Please filter the entries and return only the lines that include "impl".

※ ※ ※

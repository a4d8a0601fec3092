//! End-to-end update cycle scenarios against a mock distribution
//! endpoint.

use std::fs;
use std::io::Write;
use std::path::Path;
use std::sync::atomic::{AtomicUsize, Ordering};

use nix::unistd::{Gid, Uid};
use tempfile::TempDir;

use sig_update_helper::config::Ownership;
use sig_update_helper::core::errors::{Result as SuhResult, SuhError};
use sig_update_helper::notify::Notifier;
use sig_update_helper::updater::cycle::Updater;
use sig_update_helper::updater::fetch::Endpoint;
use sig_update_helper::updater::revision::MARKER_FILE;

/// Notifier double that counts deliveries instead of signalling.
struct RecordingNotifier {
    delivered: AtomicUsize,
    fail: bool,
}

impl RecordingNotifier {
    fn new() -> Self {
        Self {
            delivered: AtomicUsize::new(0),
            fail: false,
        }
    }

    fn failing() -> Self {
        Self {
            delivered: AtomicUsize::new(0),
            fail: true,
        }
    }

    fn count(&self) -> usize {
        self.delivered.load(Ordering::SeqCst)
    }
}

impl Notifier for RecordingNotifier {
    fn notify(&self) -> SuhResult<()> {
        if self.fail {
            return Err(SuhError::Notify {
                target: "test-service".to_string(),
                details: "delivery refused".to_string(),
            });
        }
        self.delivered.fetch_add(1, Ordering::SeqCst);
        Ok(())
    }

    fn target(&self) -> String {
        "test-service".to_string()
    }
}

fn self_ownership() -> Ownership {
    Ownership {
        uid: Uid::current(),
        gid: Gid::current(),
    }
}

fn updater_for(server: &mockito::Server, dir: &Path, version: &str) -> Updater {
    let endpoint = Endpoint::new(format!("{}/", server.url())).expect("client");
    Updater::new(endpoint, dir.to_path_buf(), version, self_ownership())
}

fn package_bytes(entries: &[(&str, &[u8])]) -> Vec<u8> {
    let mut cursor = std::io::Cursor::new(Vec::new());
    {
        let mut writer = zip::ZipWriter::new(&mut cursor);
        for (name, contents) in entries {
            let options: zip::write::FileOptions<'_, ()> =
                zip::write::FileOptions::default().compression_method(zip::CompressionMethod::Stored);
            writer.start_file(*name, options).expect("start entry");
            writer.write_all(contents).expect("write entry");
        }
        writer.finish().expect("finish archive");
    }
    cursor.into_inner()
}

fn marker_contents(dir: &Path) -> Option<String> {
    fs::read_to_string(dir.join(MARKER_FILE)).ok()
}

fn seed_marker(dir: &Path, revision: &str) {
    fs::write(dir.join(MARKER_FILE), revision).expect("seed marker");
}

#[test]
fn fresh_directory_downloads_unpacks_and_records_marker() {
    let mut server = mockito::Server::new();
    let tmp = TempDir::new().expect("tempdir");

    // Hit once by the check and once by the apply.
    let revision_mock = server
        .mock("GET", "/ide_dgst.txt")
        .with_status(200)
        .with_body("R42\n")
        .expect(2)
        .create();
    // Engine version 4.75.0 shortens to 475.
    let package_mock = server
        .mock("GET", "/475_ides.zip")
        .with_status(200)
        .with_body(package_bytes(&[("anti-virus-01.ide", b"sig-data")]))
        .create();

    let updater = updater_for(&server, tmp.path(), "4.75.0");
    let notifier = RecordingNotifier::new();

    updater.run_cycle(&notifier).expect("cycle");

    revision_mock.assert();
    package_mock.assert();
    assert_eq!(notifier.count(), 1);
    assert_eq!(marker_contents(tmp.path()).as_deref(), Some("R42"));
    assert_eq!(
        fs::read(tmp.path().join("anti-virus-01.ide")).expect("read"),
        b"sig-data"
    );
}

#[test]
fn matching_revisions_skip_download_and_signal() {
    let mut server = mockito::Server::new();
    let tmp = TempDir::new().expect("tempdir");
    seed_marker(tmp.path(), "R42");

    let _revision_mock = server
        .mock("GET", "/ide_dgst.txt")
        .with_status(200)
        .with_body("R42\n")
        .create();
    let package_mock = server
        .mock("GET", "/475_ides.zip")
        .with_status(200)
        .with_body("unreachable")
        .expect(0)
        .create();

    let updater = updater_for(&server, tmp.path(), "4.75");
    let notifier = RecordingNotifier::new();

    updater.run_cycle(&notifier).expect("cycle");

    package_mock.assert();
    assert_eq!(notifier.count(), 0);
    assert_eq!(marker_contents(tmp.path()).as_deref(), Some("R42"));
}

#[test]
fn empty_local_and_empty_remote_compare_equal() {
    let mut server = mockito::Server::new();
    let tmp = TempDir::new().expect("tempdir");

    let _revision_mock = server
        .mock("GET", "/ide_dgst.txt")
        .with_status(200)
        .with_body("\n")
        .create();

    let updater = updater_for(&server, tmp.path(), "4.75");
    assert!(!updater.check_for_update().expect("check"));
}

#[test]
fn revision_fetch_failure_is_a_hard_error_not_up_to_date() {
    let mut server = mockito::Server::new();
    let tmp = TempDir::new().expect("tempdir");

    let _revision_mock = server
        .mock("GET", "/ide_dgst.txt")
        .with_status(500)
        .create();

    let updater = updater_for(&server, tmp.path(), "4.75");
    let err = updater.check_for_update().expect_err("should fail");
    assert!(matches!(err, SuhError::Fetch { .. }));
    assert!(err.is_transient());
}

#[test]
fn failed_download_leaves_marker_untouched() {
    let mut server = mockito::Server::new();
    let tmp = TempDir::new().expect("tempdir");
    seed_marker(tmp.path(), "R41");

    let _revision_mock = server
        .mock("GET", "/ide_dgst.txt")
        .with_status(200)
        .with_body("R42\n")
        .expect(2)
        .create();
    let _package_mock = server
        .mock("GET", "/475_ides.zip")
        .with_status(404)
        .create();

    let updater = updater_for(&server, tmp.path(), "4.75");
    let notifier = RecordingNotifier::new();

    let err = updater.run_cycle(&notifier).expect_err("should fail");
    assert!(matches!(err, SuhError::Fetch { .. }));
    assert_eq!(notifier.count(), 0);
    assert_eq!(marker_contents(tmp.path()).as_deref(), Some("R41"));
}

#[test]
fn corrupt_package_leaves_marker_untouched() {
    let mut server = mockito::Server::new();
    let tmp = TempDir::new().expect("tempdir");
    seed_marker(tmp.path(), "R41");

    let _revision_mock = server
        .mock("GET", "/ide_dgst.txt")
        .with_status(200)
        .with_body("R42\n")
        .expect(2)
        .create();
    let _package_mock = server
        .mock("GET", "/475_ides.zip")
        .with_status(200)
        .with_body("definitely not a zip archive")
        .create();

    let updater = updater_for(&server, tmp.path(), "4.75");
    let notifier = RecordingNotifier::new();

    let err = updater.run_cycle(&notifier).expect_err("should fail");
    assert!(matches!(err, SuhError::Unpack { .. }));
    assert_eq!(notifier.count(), 0);
    assert_eq!(marker_contents(tmp.path()).as_deref(), Some("R41"));
}

#[test]
fn failed_notification_leaves_marker_untouched() {
    let mut server = mockito::Server::new();
    let tmp = TempDir::new().expect("tempdir");
    seed_marker(tmp.path(), "R41");

    let _revision_mock = server
        .mock("GET", "/ide_dgst.txt")
        .with_status(200)
        .with_body("R42\n")
        .expect(2)
        .create();
    let _package_mock = server
        .mock("GET", "/475_ides.zip")
        .with_status(200)
        .with_body(package_bytes(&[("anti-virus-01.ide", b"sig-data")]))
        .create();

    let updater = updater_for(&server, tmp.path(), "4.75");
    let notifier = RecordingNotifier::failing();

    let err = updater.run_cycle(&notifier).expect_err("should fail");
    assert!(matches!(err, SuhError::Notify { .. }));
    assert_eq!(marker_contents(tmp.path()).as_deref(), Some("R41"));
}

#[test]
fn successful_reapply_downloads_again() {
    // Only the marker is cached, never an "already applied" memo: a
    // second apply with an unchanged remote downloads and unpacks again.
    let mut server = mockito::Server::new();
    let tmp = TempDir::new().expect("tempdir");

    let revision_mock = server
        .mock("GET", "/ide_dgst.txt")
        .with_status(200)
        .with_body("R42\n")
        .expect(2)
        .create();
    let package_mock = server
        .mock("GET", "/475_ides.zip")
        .with_status(200)
        .with_body(package_bytes(&[("anti-virus-01.ide", b"sig-data")]))
        .expect(2)
        .create();

    let updater = updater_for(&server, tmp.path(), "4.75");
    let notifier = RecordingNotifier::new();

    updater.apply_update(&notifier).expect("first apply");
    updater.apply_update(&notifier).expect("second apply");

    revision_mock.assert();
    package_mock.assert();
    assert_eq!(notifier.count(), 2);
    assert_eq!(marker_contents(tmp.path()).as_deref(), Some("R42"));
}

#[test]
fn apply_persists_the_revision_fetched_at_apply_time() {
    let mut server = mockito::Server::new();
    let tmp = TempDir::new().expect("tempdir");
    seed_marker(tmp.path(), "R41");

    let _revision_mock = server
        .mock("GET", "/ide_dgst.txt")
        .with_status(200)
        .with_body("R43\n")
        .create();
    let _package_mock = server
        .mock("GET", "/475_ides.zip")
        .with_status(200)
        .with_body(package_bytes(&[("anti-virus-01.ide", b"sig-data")]))
        .create();

    let updater = updater_for(&server, tmp.path(), "4.75");
    let notifier = RecordingNotifier::new();

    updater.apply_update(&notifier).expect("apply");
    assert_eq!(marker_contents(tmp.path()).as_deref(), Some("R43"));
}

※ ※ ※

Finished exercise >>
impl RecordingNotifier {
impl Notifier for RecordingNotifier {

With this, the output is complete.